= Your assignment =
Looking at the records below, please say how many lines contain the word "shifted", as a bare number.

= Records for processing =
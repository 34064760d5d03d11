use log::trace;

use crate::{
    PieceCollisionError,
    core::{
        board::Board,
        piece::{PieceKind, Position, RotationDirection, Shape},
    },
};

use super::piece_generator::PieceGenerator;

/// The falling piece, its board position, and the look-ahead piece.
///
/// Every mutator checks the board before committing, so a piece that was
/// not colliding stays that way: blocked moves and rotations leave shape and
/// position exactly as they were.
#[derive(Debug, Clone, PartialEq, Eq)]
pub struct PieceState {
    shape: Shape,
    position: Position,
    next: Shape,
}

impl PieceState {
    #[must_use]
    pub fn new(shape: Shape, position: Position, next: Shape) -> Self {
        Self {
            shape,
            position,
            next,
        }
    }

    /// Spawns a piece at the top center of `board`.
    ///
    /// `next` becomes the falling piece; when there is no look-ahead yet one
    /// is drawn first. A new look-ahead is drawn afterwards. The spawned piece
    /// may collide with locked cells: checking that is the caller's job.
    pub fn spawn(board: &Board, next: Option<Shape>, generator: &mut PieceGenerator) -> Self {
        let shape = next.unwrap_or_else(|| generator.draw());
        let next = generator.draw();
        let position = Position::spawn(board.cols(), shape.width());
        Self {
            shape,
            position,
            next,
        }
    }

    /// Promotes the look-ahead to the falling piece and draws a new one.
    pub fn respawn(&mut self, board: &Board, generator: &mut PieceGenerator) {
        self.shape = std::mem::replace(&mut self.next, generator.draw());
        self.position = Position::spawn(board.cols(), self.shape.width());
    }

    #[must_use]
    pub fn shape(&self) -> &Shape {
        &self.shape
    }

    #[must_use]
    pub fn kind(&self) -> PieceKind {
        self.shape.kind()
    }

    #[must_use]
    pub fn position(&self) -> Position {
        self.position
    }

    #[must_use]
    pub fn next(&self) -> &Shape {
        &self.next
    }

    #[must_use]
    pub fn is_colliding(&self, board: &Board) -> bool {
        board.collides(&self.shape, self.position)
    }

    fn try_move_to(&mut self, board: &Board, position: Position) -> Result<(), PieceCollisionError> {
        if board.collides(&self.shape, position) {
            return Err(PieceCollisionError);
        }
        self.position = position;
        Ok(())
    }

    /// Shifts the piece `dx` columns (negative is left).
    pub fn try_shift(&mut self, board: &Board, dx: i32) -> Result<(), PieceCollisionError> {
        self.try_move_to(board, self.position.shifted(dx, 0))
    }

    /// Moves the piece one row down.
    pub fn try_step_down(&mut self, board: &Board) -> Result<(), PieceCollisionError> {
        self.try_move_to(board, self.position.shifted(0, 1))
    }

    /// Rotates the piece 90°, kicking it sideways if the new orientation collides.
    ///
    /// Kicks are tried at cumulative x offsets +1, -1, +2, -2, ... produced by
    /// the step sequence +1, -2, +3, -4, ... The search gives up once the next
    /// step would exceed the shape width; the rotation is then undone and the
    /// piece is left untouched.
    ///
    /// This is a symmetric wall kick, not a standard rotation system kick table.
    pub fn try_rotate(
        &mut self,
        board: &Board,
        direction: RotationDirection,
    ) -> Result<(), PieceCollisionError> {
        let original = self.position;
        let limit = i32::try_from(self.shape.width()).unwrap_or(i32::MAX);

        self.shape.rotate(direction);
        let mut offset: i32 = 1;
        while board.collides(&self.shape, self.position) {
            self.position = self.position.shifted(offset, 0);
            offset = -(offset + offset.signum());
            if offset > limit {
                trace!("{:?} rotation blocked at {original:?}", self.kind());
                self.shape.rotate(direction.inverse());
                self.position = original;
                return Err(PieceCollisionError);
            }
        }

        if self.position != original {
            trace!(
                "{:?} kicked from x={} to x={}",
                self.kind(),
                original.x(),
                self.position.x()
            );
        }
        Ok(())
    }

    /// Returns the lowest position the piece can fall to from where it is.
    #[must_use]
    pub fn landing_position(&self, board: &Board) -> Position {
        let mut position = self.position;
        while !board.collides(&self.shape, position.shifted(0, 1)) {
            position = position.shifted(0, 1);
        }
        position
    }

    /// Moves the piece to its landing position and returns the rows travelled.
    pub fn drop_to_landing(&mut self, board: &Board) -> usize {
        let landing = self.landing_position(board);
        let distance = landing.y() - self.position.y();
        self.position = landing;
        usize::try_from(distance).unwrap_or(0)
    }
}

...

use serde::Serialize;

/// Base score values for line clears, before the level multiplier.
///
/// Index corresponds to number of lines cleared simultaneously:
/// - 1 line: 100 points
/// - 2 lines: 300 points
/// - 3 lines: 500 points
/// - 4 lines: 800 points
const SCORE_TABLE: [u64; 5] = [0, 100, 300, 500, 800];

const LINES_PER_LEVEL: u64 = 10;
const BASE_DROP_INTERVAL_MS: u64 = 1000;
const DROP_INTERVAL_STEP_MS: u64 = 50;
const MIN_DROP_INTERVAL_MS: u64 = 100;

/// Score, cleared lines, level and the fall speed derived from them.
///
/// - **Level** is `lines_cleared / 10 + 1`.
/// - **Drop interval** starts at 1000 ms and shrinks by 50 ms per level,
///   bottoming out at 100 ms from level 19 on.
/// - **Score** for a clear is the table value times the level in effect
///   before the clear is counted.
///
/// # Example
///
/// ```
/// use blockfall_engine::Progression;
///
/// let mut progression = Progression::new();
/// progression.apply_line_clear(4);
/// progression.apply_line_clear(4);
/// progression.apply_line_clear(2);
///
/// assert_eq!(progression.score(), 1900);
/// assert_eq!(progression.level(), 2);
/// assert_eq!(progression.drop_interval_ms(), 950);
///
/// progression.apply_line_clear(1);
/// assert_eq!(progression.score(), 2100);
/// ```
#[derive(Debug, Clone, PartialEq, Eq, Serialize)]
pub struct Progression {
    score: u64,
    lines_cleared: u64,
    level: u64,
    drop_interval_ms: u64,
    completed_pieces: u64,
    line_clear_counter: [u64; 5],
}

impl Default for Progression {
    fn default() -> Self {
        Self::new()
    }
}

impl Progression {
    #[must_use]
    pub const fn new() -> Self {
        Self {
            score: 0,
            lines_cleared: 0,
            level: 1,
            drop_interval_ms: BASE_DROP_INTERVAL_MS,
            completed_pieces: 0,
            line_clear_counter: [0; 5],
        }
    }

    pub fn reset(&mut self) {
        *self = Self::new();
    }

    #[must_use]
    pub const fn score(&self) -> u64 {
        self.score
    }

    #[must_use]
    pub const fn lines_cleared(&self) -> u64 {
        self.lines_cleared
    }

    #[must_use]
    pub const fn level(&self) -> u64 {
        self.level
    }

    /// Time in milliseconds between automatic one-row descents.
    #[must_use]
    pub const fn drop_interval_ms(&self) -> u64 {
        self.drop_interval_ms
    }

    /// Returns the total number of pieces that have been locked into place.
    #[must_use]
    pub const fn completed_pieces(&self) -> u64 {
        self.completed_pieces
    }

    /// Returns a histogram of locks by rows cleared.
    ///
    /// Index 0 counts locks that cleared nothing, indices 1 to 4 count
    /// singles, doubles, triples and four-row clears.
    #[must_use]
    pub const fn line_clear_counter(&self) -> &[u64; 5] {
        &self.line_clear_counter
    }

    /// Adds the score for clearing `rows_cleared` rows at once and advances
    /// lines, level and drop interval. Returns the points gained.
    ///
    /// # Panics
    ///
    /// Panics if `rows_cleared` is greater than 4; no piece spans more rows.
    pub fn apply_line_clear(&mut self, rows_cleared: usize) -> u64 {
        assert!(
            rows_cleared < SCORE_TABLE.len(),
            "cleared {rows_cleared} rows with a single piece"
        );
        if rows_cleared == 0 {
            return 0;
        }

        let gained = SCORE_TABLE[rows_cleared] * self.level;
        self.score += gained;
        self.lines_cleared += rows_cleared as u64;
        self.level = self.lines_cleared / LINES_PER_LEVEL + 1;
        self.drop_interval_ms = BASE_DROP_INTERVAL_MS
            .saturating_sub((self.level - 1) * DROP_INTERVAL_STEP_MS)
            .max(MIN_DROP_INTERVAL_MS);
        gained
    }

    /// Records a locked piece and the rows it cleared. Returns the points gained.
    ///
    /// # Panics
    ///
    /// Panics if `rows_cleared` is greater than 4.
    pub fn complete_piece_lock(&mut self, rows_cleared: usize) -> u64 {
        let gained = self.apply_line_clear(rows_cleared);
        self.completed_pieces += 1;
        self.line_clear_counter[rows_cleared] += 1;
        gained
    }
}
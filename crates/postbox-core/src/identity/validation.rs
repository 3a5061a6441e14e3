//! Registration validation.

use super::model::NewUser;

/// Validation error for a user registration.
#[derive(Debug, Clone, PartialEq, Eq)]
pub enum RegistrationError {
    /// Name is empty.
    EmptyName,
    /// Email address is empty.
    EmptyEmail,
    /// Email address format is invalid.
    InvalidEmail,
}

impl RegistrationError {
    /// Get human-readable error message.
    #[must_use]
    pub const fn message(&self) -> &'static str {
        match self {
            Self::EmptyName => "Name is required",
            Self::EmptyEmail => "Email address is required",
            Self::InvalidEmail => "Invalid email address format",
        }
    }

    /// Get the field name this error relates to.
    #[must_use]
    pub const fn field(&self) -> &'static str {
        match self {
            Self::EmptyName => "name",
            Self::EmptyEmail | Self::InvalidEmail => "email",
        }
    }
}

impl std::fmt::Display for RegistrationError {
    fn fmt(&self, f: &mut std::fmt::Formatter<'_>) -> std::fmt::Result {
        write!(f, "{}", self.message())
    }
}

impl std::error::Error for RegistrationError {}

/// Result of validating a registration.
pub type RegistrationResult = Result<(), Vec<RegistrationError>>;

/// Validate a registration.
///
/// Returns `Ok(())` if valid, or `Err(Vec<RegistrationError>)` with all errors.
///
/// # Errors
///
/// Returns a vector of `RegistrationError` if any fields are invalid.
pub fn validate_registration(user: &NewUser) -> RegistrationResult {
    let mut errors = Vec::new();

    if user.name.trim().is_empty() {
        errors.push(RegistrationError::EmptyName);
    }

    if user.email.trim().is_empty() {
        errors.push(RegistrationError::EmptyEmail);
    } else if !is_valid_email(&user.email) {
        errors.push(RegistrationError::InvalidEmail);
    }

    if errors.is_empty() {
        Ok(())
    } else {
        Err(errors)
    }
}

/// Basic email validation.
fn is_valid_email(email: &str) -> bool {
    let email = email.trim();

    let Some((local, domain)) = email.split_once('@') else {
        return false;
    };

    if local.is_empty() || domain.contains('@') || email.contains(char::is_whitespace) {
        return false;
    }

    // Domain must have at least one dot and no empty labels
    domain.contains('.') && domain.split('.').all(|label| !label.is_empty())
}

= Task response =
5